Look for the word "None" in the entries and copy every line where it shows up.

= = = = =

//! Opaque API keys: generation, header extraction, and verification.
//!
//! Issued keys look like `msk_<64 hex chars>`. The first [`KEY_PREFIX_LEN`]
//! characters double as a non-secret lookup index so the store never needs
//! to scan hashes; the full key is hashed with the slow credential hasher
//! and never stored.

use anyhow::Result;
use chrono::{DateTime, Utc};
use rand::{rngs::OsRng, RngCore};

use crate::hasher::CredentialHasher;

/// Literal tag every issued key starts with.
pub const KEY_TAG: &str = "msk_";
/// Hex characters in the random key body.
pub const KEY_BODY_LEN: usize = 64;
/// Length of the stored lookup prefix, tag included.
pub const KEY_PREFIX_LEN: usize = 12;

const API_KEY_SCHEME: &str = "ApiKey ";
const BEARER_SCHEME: &str = "Bearer ";

/// Freshly generated key material. `full_key` is shown to the caller
/// exactly once.
#[derive(Debug)]
pub struct IssuedApiKey {
    pub full_key: String,
    pub hash: String,
    pub prefix: String,
}

#[derive(Clone, Default)]
pub struct ApiKeyScheme {
    hasher: CredentialHasher,
}

impl ApiKeyScheme {
    #[must_use]
    pub fn new(hasher: CredentialHasher) -> Self {
        Self { hasher }
    }

    /// Generate a key, its slow hash, and its lookup prefix.
    ///
    /// # Errors
    /// Returns an error if the system RNG or the hasher fails.
    pub fn generate(&self) -> Result<IssuedApiKey> {
        let mut body = [0u8; KEY_BODY_LEN / 2];
        OsRng
            .try_fill_bytes(&mut body)
            .map_err(|e| anyhow::anyhow!("rng failure: {e}"))?;
        let full_key = format!("{KEY_TAG}{}", hex::encode(body));
        let hash = self.hasher.hash(&full_key)?;
        let prefix = full_key
            .chars()
            .take(KEY_PREFIX_LEN)
            .collect::<String>();
        Ok(IssuedApiKey {
            full_key,
            hash,
            prefix,
        })
    }

    /// Verify a presented key against a stored hash.
    #[must_use]
    pub fn verify(&self, provided_key: &str, stored_hash: &str) -> bool {
        self.hasher.verify(provided_key, stored_hash)
    }
}

/// Pull a candidate key out of an authorization-style header value.
/// Accepts `Bearer <key>`, `ApiKey <key>`, or a bare tagged key.
#[must_use]
pub fn extract_from_header(header_value: &str) -> Option<String> {
    let trimmed = header_value.trim();
    let candidate = trimmed
        .strip_prefix(BEARER_SCHEME)
        .or_else(|| trimmed.strip_prefix(API_KEY_SCHEME))
        .map_or(trimmed, str::trim);
    if candidate.starts_with(KEY_TAG) {
        Some(candidate.to_string())
    } else {
        None
    }
}

/// Strict format check used to reject malformed keys before any storage
/// lookup.
#[must_use]
pub fn is_valid_format(key: &str) -> bool {
    let Some(body) = key.strip_prefix(KEY_TAG) else {
        return false;
    };
    body.len() == KEY_BODY_LEN
        && body
            .chars()
            .all(|ch| ch.is_ascii_hexdigit() && !ch.is_ascii_uppercase())
}

#[must_use]
pub fn is_expired(expires_at: Option<DateTime<Utc>>, now: DateTime<Utc>) -> bool {
    expires_at.is_some_and(|deadline| deadline <= now)
}

#[cfg(test)]
#[allow(clippy::unwrap_used)]
mod tests {
    use super::*;
    use chrono::Duration;

    #[test]
    fn generated_keys_have_the_documented_shape() {
        let scheme = ApiKeyScheme::default();
        let issued = scheme.generate().unwrap();
        assert!(is_valid_format(&issued.full_key));
        assert_eq!(issued.full_key.len(), KEY_TAG.len() + KEY_BODY_LEN);
        assert_eq!(issued.prefix.len(), KEY_PREFIX_LEN);
        assert!(issued.full_key.starts_with(&issued.prefix));
        assert!(scheme.verify(&issued.full_key, &issued.hash));
    }

    #[test]
    fn single_character_mutation_defeats_verification() {
        let scheme = ApiKeyScheme::default();
        let issued = scheme.generate().unwrap();
        let mut mutated = issued.full_key.clone();
        let last = mutated.pop().unwrap();
        mutated.push(if last == '0' { '1' } else { '0' });
        // Same prefix, so a prefix lookup would still find the record.
        assert!(mutated.starts_with(&issued.prefix));
        assert!(!scheme.verify(&mutated, &issued.hash));
    }

    #[test]
    fn extraction_accepts_all_supported_header_shapes() {
        let key = format!("{KEY_TAG}{}", "a".repeat(KEY_BODY_LEN));
        assert_eq!(extract_from_header(&format!("Bearer {key}")).as_deref(), Some(key.as_str()));
        assert_eq!(extract_from_header(&format!("ApiKey {key}")).as_deref(), Some(key.as_str()));
        assert_eq!(extract_from_header(&key).as_deref(), Some(key.as_str()));
        assert_eq!(extract_from_header("Bearer eyJhbGciOi.some.jwt"), None);
        assert_eq!(extract_from_header(""), None);
    }

    #[test]
    fn format_check_is_strict() {
        assert!(!is_valid_format("msk_short"));
        assert!(!is_valid_format(&format!("msk_{}", "g".repeat(KEY_BODY_LEN))));
        assert!(!is_valid_format(&format!("msk_{}", "A".repeat(KEY_BODY_LEN))));
        assert!(!is_valid_format(&format!("key_{}", "a".repeat(KEY_BODY_LEN))));
        assert!(is_valid_format(&format!("msk_{}", "0".repeat(KEY_BODY_LEN))));
    }

    #[test]
    fn expiry_check() {
        let now = Utc::now();
        assert!(!is_expired(None, now));
        assert!(!is_expired(Some(now + Duration::hours(1)), now));
        assert!(is_expired(Some(now - Duration::seconds(1)), now));
        assert!(is_expired(Some(now), now));
    }
}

= = = = =

Response area:
        None
        assert_eq!(extract_from_header("Bearer eyJhbGciOi.some.jwt"), None);
        assert_eq!(extract_from_header(""), None);
        assert!(!is_expired(None, now));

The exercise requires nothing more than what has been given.